Ich werde den Verdacht nicht los, dass Premier Netanjahu angesichts der Möglichkeit, dass seine Regierungszeit ein Ende finden und er in Folge dessen an die Gerichte ausgeliefert werden könnte, da massiv gezündelt hat. Die jungen Palästinenser werden angesichts der Opferzahlen in ihrer Heimat zu willfährigen Gefolgsleuten von Terrororganisationen. Die jungen israelischen Soldaten, die in diese Hölle geschickt werden, sind wahrscheinlich für ihr Leben traumatisiert, wie man das ja von Zeitzeugen früherer Kriege weiß.

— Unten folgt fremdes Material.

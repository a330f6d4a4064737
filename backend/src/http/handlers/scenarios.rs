//! What-if license scenarios.
//!
//! Every service failure maps to 422, lookups of unknown scenarios included.

use axum::{
    body::Body,
    extract::{Path, State},
    response::Response,
    Json,
};

use super::{no_content, unprocessable};
use crate::http::error::ApiResult;
use crate::http::params::{decode_json, ensure_writable, parse_object_id, QueryParams};
use crate::http::state::AppState;
use crate::model::{
    CreateScenarioRequest, LicenseCompliance, LicenseUsedCluster, LicenseUsedDatabase, LicenseUsedHost,
    Scenario, ScenarioLicenses, ScenarioSummary,
};

async fn load(state: &AppState, id: &str) -> ApiResult<Scenario> {
    let id = parse_object_id(id)?;
    state.service.get_scenario(id).await.map_err(unprocessable)
}

/// POST /scenarios
pub async fn create_scenario(
    State(state): State<AppState>,
    params: QueryParams,
    body: Body,
) -> ApiResult<Json<ScenarioSummary>> {
    ensure_writable(&state)?;
    let filter = params.global_filter()?;
    let request: CreateScenarioRequest = decode_json(body).await?;

    let scenario = state
        .service
        .create_scenario(request, &filter)
        .await
        .map_err(unprocessable)?;
    Ok(Json(scenario.summary()))
}

/// GET /scenarios
pub async fn list_scenarios(State(state): State<AppState>) -> ApiResult<Json<Vec<ScenarioSummary>>> {
    let scenarios = state.service.get_scenarios().await.map_err(unprocessable)?;
    Ok(Json(scenarios.iter().map(Scenario::summary).collect()))
}

/// GET /scenarios/{id}
pub async fn get_scenario(
    State(state): State<AppState>,
    Path(id): Path<String>,
) -> ApiResult<Json<ScenarioSummary>> {
    Ok(Json(load(&state, &id).await?.summary()))
}

/// DELETE /scenarios/{id}
pub async fn remove_scenario(State(state): State<AppState>, Path(id): Path<String>) -> ApiResult<Response> {
    ensure_writable(&state)?;
    let id = parse_object_id(&id)?;
    state.service.remove_scenario(id).await.map_err(unprocessable)?;
    Ok(no_content())
}

/// GET /scenarios/{id}/license-compliance
pub async fn get_scenario_license_compliance(
    State(state): State<AppState>,
    Path(id): Path<String>,
) -> ApiResult<Json<ScenarioLicenses<LicenseCompliance>>> {
    Ok(Json(load(&state, &id).await?.compliance()))
}

/// GET /scenarios/{id}/license-used-database
pub async fn get_scenario_license_used_database(
    State(state): State<AppState>,
    Path(id): Path<String>,
) -> ApiResult<Json<ScenarioLicenses<LicenseUsedDatabase>>> {
    Ok(Json(load(&state, &id).await?.used_per_database()))
}

/// GET /scenarios/{id}/license-used-host
pub async fn get_scenario_license_used_host(
    State(state): State<AppState>,
    Path(id): Path<String>,
) -> ApiResult<Json<ScenarioLicenses<LicenseUsedHost>>> {
    Ok(Json(load(&state, &id).await?.used_per_host()))
}

/// GET /scenarios/{id}/license-used-cluster
pub async fn get_scenario_license_used_cluster(
    State(state): State<AppState>,
    Path(id): Path<String>,
) -> ApiResult<Json<ScenarioLicenses<LicenseUsedCluster>>> {
    Ok(Json(load(&state, &id).await?.used_per_cluster()))
}
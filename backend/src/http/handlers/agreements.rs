//! Oracle database and MySQL agreements.

use axum::{
    body::Body,
    extract::{Path, State},
    http::StatusCode,
    response::{IntoResponse, Response},
    Json,
};
use serde_json::{json, Value};

use super::{error_ladder, internal, no_content, null_ok};
use crate::http::error::{ApiError, ApiResult};
use crate::http::params::{decode_json, ensure_writable, parse_object_id, read_body_text, QueryParams};
use crate::http::state::AppState;
use crate::model::{MySqlAgreement, OracleDatabaseAgreement, OracleDatabaseAgreementFe};
use crate::service::ErrorKind;

const SAVE_ERRORS: &[(ErrorKind, StatusCode)] = &[
    (ErrorKind::AgreementNotFound, StatusCode::UNPROCESSABLE_ENTITY),
    (ErrorKind::LicenseTypeIdNotFound, StatusCode::UNPROCESSABLE_ENTITY),
];

const MYSQL_NOT_FOUND: &[(ErrorKind, StatusCode)] = &[(ErrorKind::NotFound, StatusCode::NOT_FOUND)];

fn check(agreement: &OracleDatabaseAgreement) -> ApiResult<()> {
    agreement
        .check()
        .map_err(|err| ApiError::bad_request(err.to_string()))
}

/// POST /agreements/oracle/database
pub async fn add_oracle_database_agreement(
    State(state): State<AppState>,
    body: Body,
) -> ApiResult<Json<OracleDatabaseAgreementFe>> {
    ensure_writable(&state)?;
    let agreement: OracleDatabaseAgreement = decode_json(body).await?;
    if !agreement.id.is_nil() {
        return Err(ApiError::bad_request(
            "ID must be empty to add a new AssociatedLicenseType",
        ));
    }
    check(&agreement)?;

    let saved = state
        .service
        .add_oracle_database_agreement(agreement)
        .await
        .map_err(error_ladder(SAVE_ERRORS, StatusCode::INTERNAL_SERVER_ERROR))?;
    Ok(Json(saved))
}

/// PUT /agreements/oracle/database
pub async fn update_oracle_database_agreement(
    State(state): State<AppState>,
    body: Body,
) -> ApiResult<Json<OracleDatabaseAgreementFe>> {
    ensure_writable(&state)?;
    let agreement: OracleDatabaseAgreement = decode_json(body).await?;
    check(&agreement)?;

    let saved = state
        .service
        .update_oracle_database_agreement(agreement)
        .await
        .map_err(error_ladder(SAVE_ERRORS, StatusCode::INTERNAL_SERVER_ERROR))?;
    Ok(Json(saved))
}

/// GET /agreements/oracle/database
pub async fn get_oracle_database_agreements(
    State(state): State<AppState>,
    params: QueryParams,
) -> ApiResult<Json<Value>> {
    let filter = params.agreements_filter()?;
    let agreements = state
        .service
        .get_oracle_database_agreements(&filter)
        .await
        .map_err(internal)?;
    Ok(Json(json!({ "agreements": agreements })))
}

/// DELETE /agreements/oracle/database/{id}
pub async fn delete_oracle_database_agreement(
    State(state): State<AppState>,
    Path(id): Path<String>,
) -> ApiResult<Response> {
    ensure_writable(&state)?;
    let id = parse_object_id(&id)?;

    state
        .service
        .delete_oracle_database_agreement(id)
        .await
        .map_err(error_ladder(
            &[(ErrorKind::AgreementNotFound, StatusCode::NOT_FOUND)],
            StatusCode::INTERNAL_SERVER_ERROR,
        ))?;
    Ok(null_ok())
}

/// POST /agreements/oracle/database/{id}/hosts
///
/// The body is the bare hostname.
pub async fn add_host_to_oracle_database_agreement(
    State(state): State<AppState>,
    Path(id): Path<String>,
    body: Body,
) -> ApiResult<Response> {
    ensure_writable(&state)?;
    let id = parse_object_id(&id)?;
    let hostname = read_body_text(body).await?;

    state
        .service
        .add_host_to_oracle_database_agreement(id, &hostname)
        .await
        .map_err(error_ladder(
            &[
                (ErrorKind::AgreementNotFound, StatusCode::NOT_FOUND),
                (ErrorKind::NotInClusterHostNotFound, StatusCode::NOT_FOUND),
            ],
            StatusCode::INTERNAL_SERVER_ERROR,
        ))?;
    Ok(null_ok())
}

/// DELETE /agreements/oracle/database/{id}/hosts/{hostname}
pub async fn delete_host_from_oracle_database_agreement(
    State(state): State<AppState>,
    Path((id, hostname)): Path<(String, String)>,
) -> ApiResult<Response> {
    ensure_writable(&state)?;
    let id = parse_object_id(&id)?;

    state
        .service
        .delete_host_from_oracle_database_agreement(id, &hostname)
        .await
        .map_err(error_ladder(
            &[
                (ErrorKind::AgreementNotFound, StatusCode::NOT_FOUND),
                (ErrorKind::NotFound, StatusCode::NOT_FOUND),
            ],
            StatusCode::INTERNAL_SERVER_ERROR,
        ))?;
    Ok(null_ok())
}

// =============================================================================
// MySQL
// =============================================================================

fn check_mysql(agreement: &MySqlAgreement) -> ApiResult<()> {
    if !agreement.is_valid() {
        return Err(ApiError::bad_request("Agreement isn't valid"));
    }
    Ok(())
}

/// POST /agreements/mysql/database
pub async fn add_mysql_agreement(State(state): State<AppState>, body: Body) -> ApiResult<Response> {
    ensure_writable(&state)?;
    let agreement: MySqlAgreement = decode_json(body).await?;
    if !agreement.id.is_nil() {
        return Err(ApiError::bad_request("ID must be empty"));
    }
    check_mysql(&agreement)?;

    let saved = state.service.add_mysql_agreement(agreement).await.map_err(internal)?;
    Ok((StatusCode::CREATED, Json(saved)).into_response())
}

/// PUT /agreements/mysql/database/{id}
pub async fn update_mysql_agreement(
    State(state): State<AppState>,
    Path(id): Path<String>,
    body: Body,
) -> ApiResult<Json<MySqlAgreement>> {
    ensure_writable(&state)?;
    let id = parse_object_id(&id)?;
    let agreement: MySqlAgreement = decode_json(body).await?;
    if agreement.id != id {
        return Err(ApiError::bad_request("Object ID does not correspond"));
    }
    check_mysql(&agreement)?;

    let saved = state
        .service
        .update_mysql_agreement(agreement)
        .await
        .map_err(error_ladder(MYSQL_NOT_FOUND, StatusCode::INTERNAL_SERVER_ERROR))?;
    Ok(Json(saved))
}

/// GET /agreements/mysql/database
pub async fn get_mysql_agreements(State(state): State<AppState>) -> ApiResult<Json<Value>> {
    let agreements = state.service.get_mysql_agreements().await.map_err(internal)?;
    Ok(Json(json!({ "agreements": agreements })))
}

/// DELETE /agreements/mysql/database/{id}
pub async fn delete_mysql_agreement(
    State(state): State<AppState>,
    Path(id): Path<String>,
) -> ApiResult<Response> {
    ensure_writable(&state)?;
    let id = parse_object_id(&id)?;

    state
        .service
        .delete_mysql_agreement(id)
        .await
        .map_err(error_ladder(MYSQL_NOT_FOUND, StatusCode::INTERNAL_SERVER_ERROR))?;
    Ok(no_content())
}
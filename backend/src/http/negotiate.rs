//! `Accept` header negotiation between JSON and spreadsheet responses.

use std::future::Future;

use axum::{
    http::{header, HeaderMap, HeaderValue},
    response::{IntoResponse, Response},
};
use mime::Mime;

use super::error::{ApiError, ApiResult};
use crate::export::XLSX_CONTENT_TYPE;

/// Response formats offered by the export endpoints.
#[derive(Debug, Clone, Copy, PartialEq, Eq)]
pub enum Format {
    Json,
    Xlsx,
}

impl Format {
    fn content_type(&self) -> &'static str {
        match self {
            Self::Json => "application/json",
            Self::Xlsx => XLSX_CONTENT_TYPE,
        }
    }
}

const OFFERS: [Format; 2] = [Format::Json, Format::Xlsx];

/// How well `range` matches `offer`: `None` for no match, otherwise a
/// specificity used to break ties between equal q-values.
fn specificity(range: &Mime, offer: &Mime) -> Option<u8> {
    if range.type_() == mime::STAR && range.subtype() == mime::STAR {
        return Some(0);
    }
    if range.type_() != offer.type_() {
        return None;
    }
    if range.subtype() == mime::STAR {
        return Some(1);
    }
    (range.subtype() == offer.subtype()).then_some(2)
}

fn quality(range: &Mime) -> f32 {
    range
        .get_param("q")
        .and_then(|q| q.as_str().parse::<f32>().ok())
        .unwrap_or(1.0)
}

/// Choose the best offered format for `accept`; JSON when nothing matches.
pub fn negotiate(accept: Option<&str>) -> Format {
    let Some(accept) = accept else {
        return Format::Json;
    };
    let ranges: Vec<Mime> = accept
        .split(',')
        .filter_map(|part| part.trim().parse::<Mime>().ok())
        .collect();

    let mut best = (Format::Json, 0.0_f32, 0_u8);
    for format in OFFERS {
        let Ok(offer) = format.content_type().parse::<Mime>() else {
            continue;
        };
        for range in &ranges {
            let Some(spec) = specificity(range, &offer) else {
                continue;
            };
            let q = quality(range);
            if q > best.1 || (q == best.1 && q > 0.0 && spec > best.2) {
                best = (format, q, spec);
            }
        }
    }
    best.0
}

pub fn negotiate_headers(headers: &HeaderMap) -> Format {
    negotiate(headers.get(header::ACCEPT).and_then(|v| v.to_str().ok()))
}

/// Run the JSON or the spreadsheet branch depending on the `Accept` header.
/// Only the chosen future is polled; a workbook is sent as `filename`.
pub async fn respond_negotiated<J, X>(
    headers: &HeaderMap,
    filename: &str,
    json: J,
    xlsx: X,
) -> ApiResult<Response>
where
    J: Future<Output = ApiResult<Response>>,
    X: Future<Output = ApiResult<Vec<u8>>>,
{
    match negotiate_headers(headers) {
        Format::Json => json.await,
        Format::Xlsx => xlsx_response(xlsx.await?, filename),
    }
}

/// Spreadsheet endpoints that accept nothing but the XLSX type.
pub fn require_xlsx(headers: &HeaderMap) -> ApiResult<()> {
    let accept = headers.get(header::ACCEPT).and_then(|v| v.to_str().ok());
    if accept != Some(XLSX_CONTENT_TYPE) {
        return Err(ApiError::bad_request("invalid Content-Type"));
    }
    Ok(())
}

pub fn xlsx_response(workbook: Vec<u8>, filename: &str) -> ApiResult<Response> {
    let disposition = HeaderValue::from_str(&format!("attachment; filename=\"{}\"", filename))
        .map_err(|err| ApiError::internal(err.to_string()))?;
    Ok((
        [
            (header::CONTENT_TYPE, HeaderValue::from_static(XLSX_CONTENT_TYPE)),
            (header::CONTENT_DISPOSITION, disposition),
        ],
        workbook,
    )
        .into_response())
}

Wir Menschen fliegen zum Mars, aber haben nicht gelernt, wie man Konflikte anders löst, als in der Steinzeit. Vielleicht sollte das Geld, das jetzt weltweit in die Hand genommen wird, um die Folgen der Corona-Pandemie abzufedern, vermehrt für Friedensforschung und Friedensarbeit investieren, denn ohne Frieden hilft uns auch der Sieg über die Pandemie nichts, wie das Beispiel Israel zeigt.
Heute, zu Christi Himmelfahrt hat der Himmel alle Schleusen geöffnet und der dringend nötige Regen tränkt die Erde und alles was darauf wachsen möchte. Der Wüstenwind die Tage davor war trotz des strahlenden Sonnenscheins auch ein wenig beängstigend. Dennoch irritiert mich das den ganzen Frühling dominierende April-Wetter - heiß-kalt. Ich habe Sehnsucht nach mehr Beständigkeit und Verlässlichkeit – nicht nur beim Wetter.
Der Kommentar ist die persönliche Meinung der Autorin/des Autors und muss nicht mit der Meinung der Katholischen Aktion der Erzdiözese Wien übereinstimmen.